§ TASK REQUIREMENTS: When you reach the records, transcribe all of them exactly.
┌─ GIVEN DATA
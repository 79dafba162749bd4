use reqwest::blocking::{Client, Response};
use reqwest::header::{ACCEPT_RANGES, CONTENT_LENGTH, HeaderName, RANGE};
use reqwest::StatusCode;
use std::cell::Cell;
use std::io;
use std::time::Duration;

use super::ReadAt;
use anyhow::{Context, Result, anyhow, bail, ensure};

const REQUEST_TIMEOUT: Duration = Duration::from_secs(30);
const MAX_ATTEMPTS: u32 = 10;
const BACKOFF_STEP: Duration = Duration::from_millis(500);

/// An archive served over HTTP, read through `Range` requests.
///
/// Only the byte ranges the reader asks for are downloaded, so locating
/// `content.xml` in a large document costs a handful of small requests.
pub struct HttpRangeReader {
    client: Client,
    url: String,
    size: u64,
    transferred: Cell<u64>,
}

impl HttpRangeReader {
    /// Probe `url` with a HEAD request and keep the reported length.
    ///
    /// Fails when the server does not advertise byte ranges or does not send
    /// a `Content-Length`.
    pub fn new(url: String) -> Result<Self> {
        let client = Client::builder().timeout(REQUEST_TIMEOUT).build()?;
        let size = probe(&client, &url).with_context(|| format!("cannot read {url}"))?;

        log::debug!("{url}: {size} bytes, range requests supported");

        Ok(Self {
            client,
            url,
            size,
            transferred: Cell::new(0),
        })
    }

    /// Body bytes received so far.
    pub fn transferred_bytes(&self) -> u64 {
        self.transferred.get()
    }

    /// Fill `buf` from `offset`, clamped to the end of the resource.
    fn fetch_range(&self, offset: u64, buf: &mut [u8]) -> Result<usize> {
        let last = (offset + buf.len() as u64 - 1).min(self.size - 1);
        let wanted = (last - offset + 1) as usize;

        let mut filled = 0;
        let mut attempt = 0;
        while filled < wanted {
            let range = format!("bytes={}-{}", offset + filled as u64, last);
            let resp = match self.client.get(&self.url).header(RANGE, &range).send() {
                Ok(resp) => resp,
                Err(e) if e.is_timeout() || e.is_connect() => {
                    attempt += 1;
                    ensure!(attempt < MAX_ATTEMPTS, "giving up on {range} after {attempt} attempts: {e}");
                    log::warn!("{range}: {e}, retrying ({attempt}/{MAX_ATTEMPTS})");
                    std::thread::sleep(BACKOFF_STEP * attempt);
                    continue;
                }
                Err(e) => return Err(e.into()),
            };

            ensure!(
                resp.status() == StatusCode::PARTIAL_CONTENT,
                "{range}: unexpected status {}",
                resp.status()
            );
            let body = resp.bytes()?;
            ensure!(!body.is_empty(), "{range}: empty response body");

            let n = body.len().min(wanted - filled);
            buf[filled..filled + n].copy_from_slice(&body[..n]);
            filled += n;
            self.transferred.set(self.transferred.get() + n as u64);
        }

        Ok(filled)
    }
}

fn probe(client: &Client, url: &str) -> Result<u64> {
    let resp = client.head(url).send()?;
    if !resp.status().is_success() {
        bail!("HEAD returned {}", resp.status());
    }

    let ranges = header_str(&resp, ACCEPT_RANGES).unwrap_or("none");
    if !ranges.contains("bytes") {
        bail!("server does not accept byte ranges");
    }

    header_str(&resp, CONTENT_LENGTH)
        .and_then(|len| len.parse().ok())
        .ok_or_else(|| anyhow!("server sent no Content-Length"))
}

fn header_str(resp: &Response, name: HeaderName) -> Option<&str> {
    resp.headers().get(name).and_then(|v| v.to_str().ok())
}

impl ReadAt for HttpRangeReader {
    fn read_at(&self, offset: u64, buf: &mut [u8]) -> io::Result<usize> {
        if buf.is_empty() || offset >= self.size {
            return Ok(0);
        }

        self.fetch_range(offset, buf).map_err(io::Error::other)
    }

    fn size(&self) -> u64 {
        self.size
    }
}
└─
§ TASK RESULT:
repository 79dafba162749bd4
use reqwest::blocking::{Client, Response};
use reqwest::header::{ACCEPT_RANGES, CONTENT_LENGTH, HeaderName, RANGE};
use reqwest::StatusCode;
use std::cell::Cell;
use std::io;
use std::time::Duration;

use super::ReadAt;
use anyhow::{Context, Result, anyhow, bail, ensure};

const REQUEST_TIMEOUT: Duration = Duration::from_secs(30);
const MAX_ATTEMPTS: u32 = 10;
const BACKOFF_STEP: Duration = Duration::from_millis(500);

/// An archive served over HTTP, read through `Range` requests.
///
/// Only the byte ranges the reader asks for are downloaded, so locating
/// `content.xml` in a large document costs a handful of small requests.
pub struct HttpRangeReader {
    client: Client,
    url: String,
    size: u64,
    transferred: Cell<u64>,
}

impl HttpRangeReader {
    /// Probe `url` with a HEAD request and keep the reported length.
    ///
    /// Fails when the server does not advertise byte ranges or does not send
    /// a `Content-Length`.
    pub fn new(url: String) -> Result<Self> {
        let client = Client::builder().timeout(REQUEST_TIMEOUT).build()?;
        let size = probe(&client, &url).with_context(|| format!("cannot read {url}"))?;

        log::debug!("{url}: {size} bytes, range requests supported");

        Ok(Self {
            client,
            url,
            size,
            transferred: Cell::new(0),
        })
    }

    /// Body bytes received so far.
    pub fn transferred_bytes(&self) -> u64 {
        self.transferred.get()
    }

    /// Fill `buf` from `offset`, clamped to the end of the resource.
    fn fetch_range(&self, offset: u64, buf: &mut [u8]) -> Result<usize> {
        let last = (offset + buf.len() as u64 - 1).min(self.size - 1);
        let wanted = (last - offset + 1) as usize;

        let mut filled = 0;
        let mut attempt = 0;
        while filled < wanted {
            let range = format!("bytes={}-{}", offset + filled as u64, last);
            let resp = match self.client.get(&self.url).header(RANGE, &range).send() {
                Ok(resp) => resp,
                Err(e) if e.is_timeout() || e.is_connect() => {
                    attempt += 1;
                    ensure!(attempt < MAX_ATTEMPTS, "giving up on {range} after {attempt} attempts: {e}");
                    log::warn!("{range}: {e}, retrying ({attempt}/{MAX_ATTEMPTS})");
                    std::thread::sleep(BACKOFF_STEP * attempt);
                    continue;
                }
                Err(e) => return Err(e.into()),
            };

            ensure!(
                resp.status() == StatusCode::PARTIAL_CONTENT,
                "{range}: unexpected status {}",
                resp.status()
            );
            let body = resp.bytes()?;
            ensure!(!body.is_empty(), "{range}: empty response body");

            let n = body.len().min(wanted - filled);
            buf[filled..filled + n].copy_from_slice(&body[..n]);
            filled += n;
            self.transferred.set(self.transferred.get() + n as u64);
        }

        Ok(filled)
    }
}

fn probe(client: &Client, url: &str) -> Result<u64> {
    let resp = client.head(url).send()?;
    if !resp.status().is_success() {
        bail!("HEAD returned {}", resp.status());
    }

    let ranges = header_str(&resp, ACCEPT_RANGES).unwrap_or("none");
    if !ranges.contains("bytes") {
        bail!("server does not accept byte ranges");
    }

    header_str(&resp, CONTENT_LENGTH)
        .and_then(|len| len.parse().ok())
        .ok_or_else(|| anyhow!("server sent no Content-Length"))
}

fn header_str(resp: &Response, name: HeaderName) -> Option<&str> {
    resp.headers().get(name).and_then(|v| v.to_str().ok())
}

impl ReadAt for HttpRangeReader {
    fn read_at(&self, offset: u64, buf: &mut [u8]) -> io::Result<usize> {
        if buf.is_empty() || offset >= self.size {
            return Ok(0);
        }

        self.fetch_range(offset, buf).map_err(io::Error::other)
    }

    fn size(&self) -> u64 {
        self.size
    }
}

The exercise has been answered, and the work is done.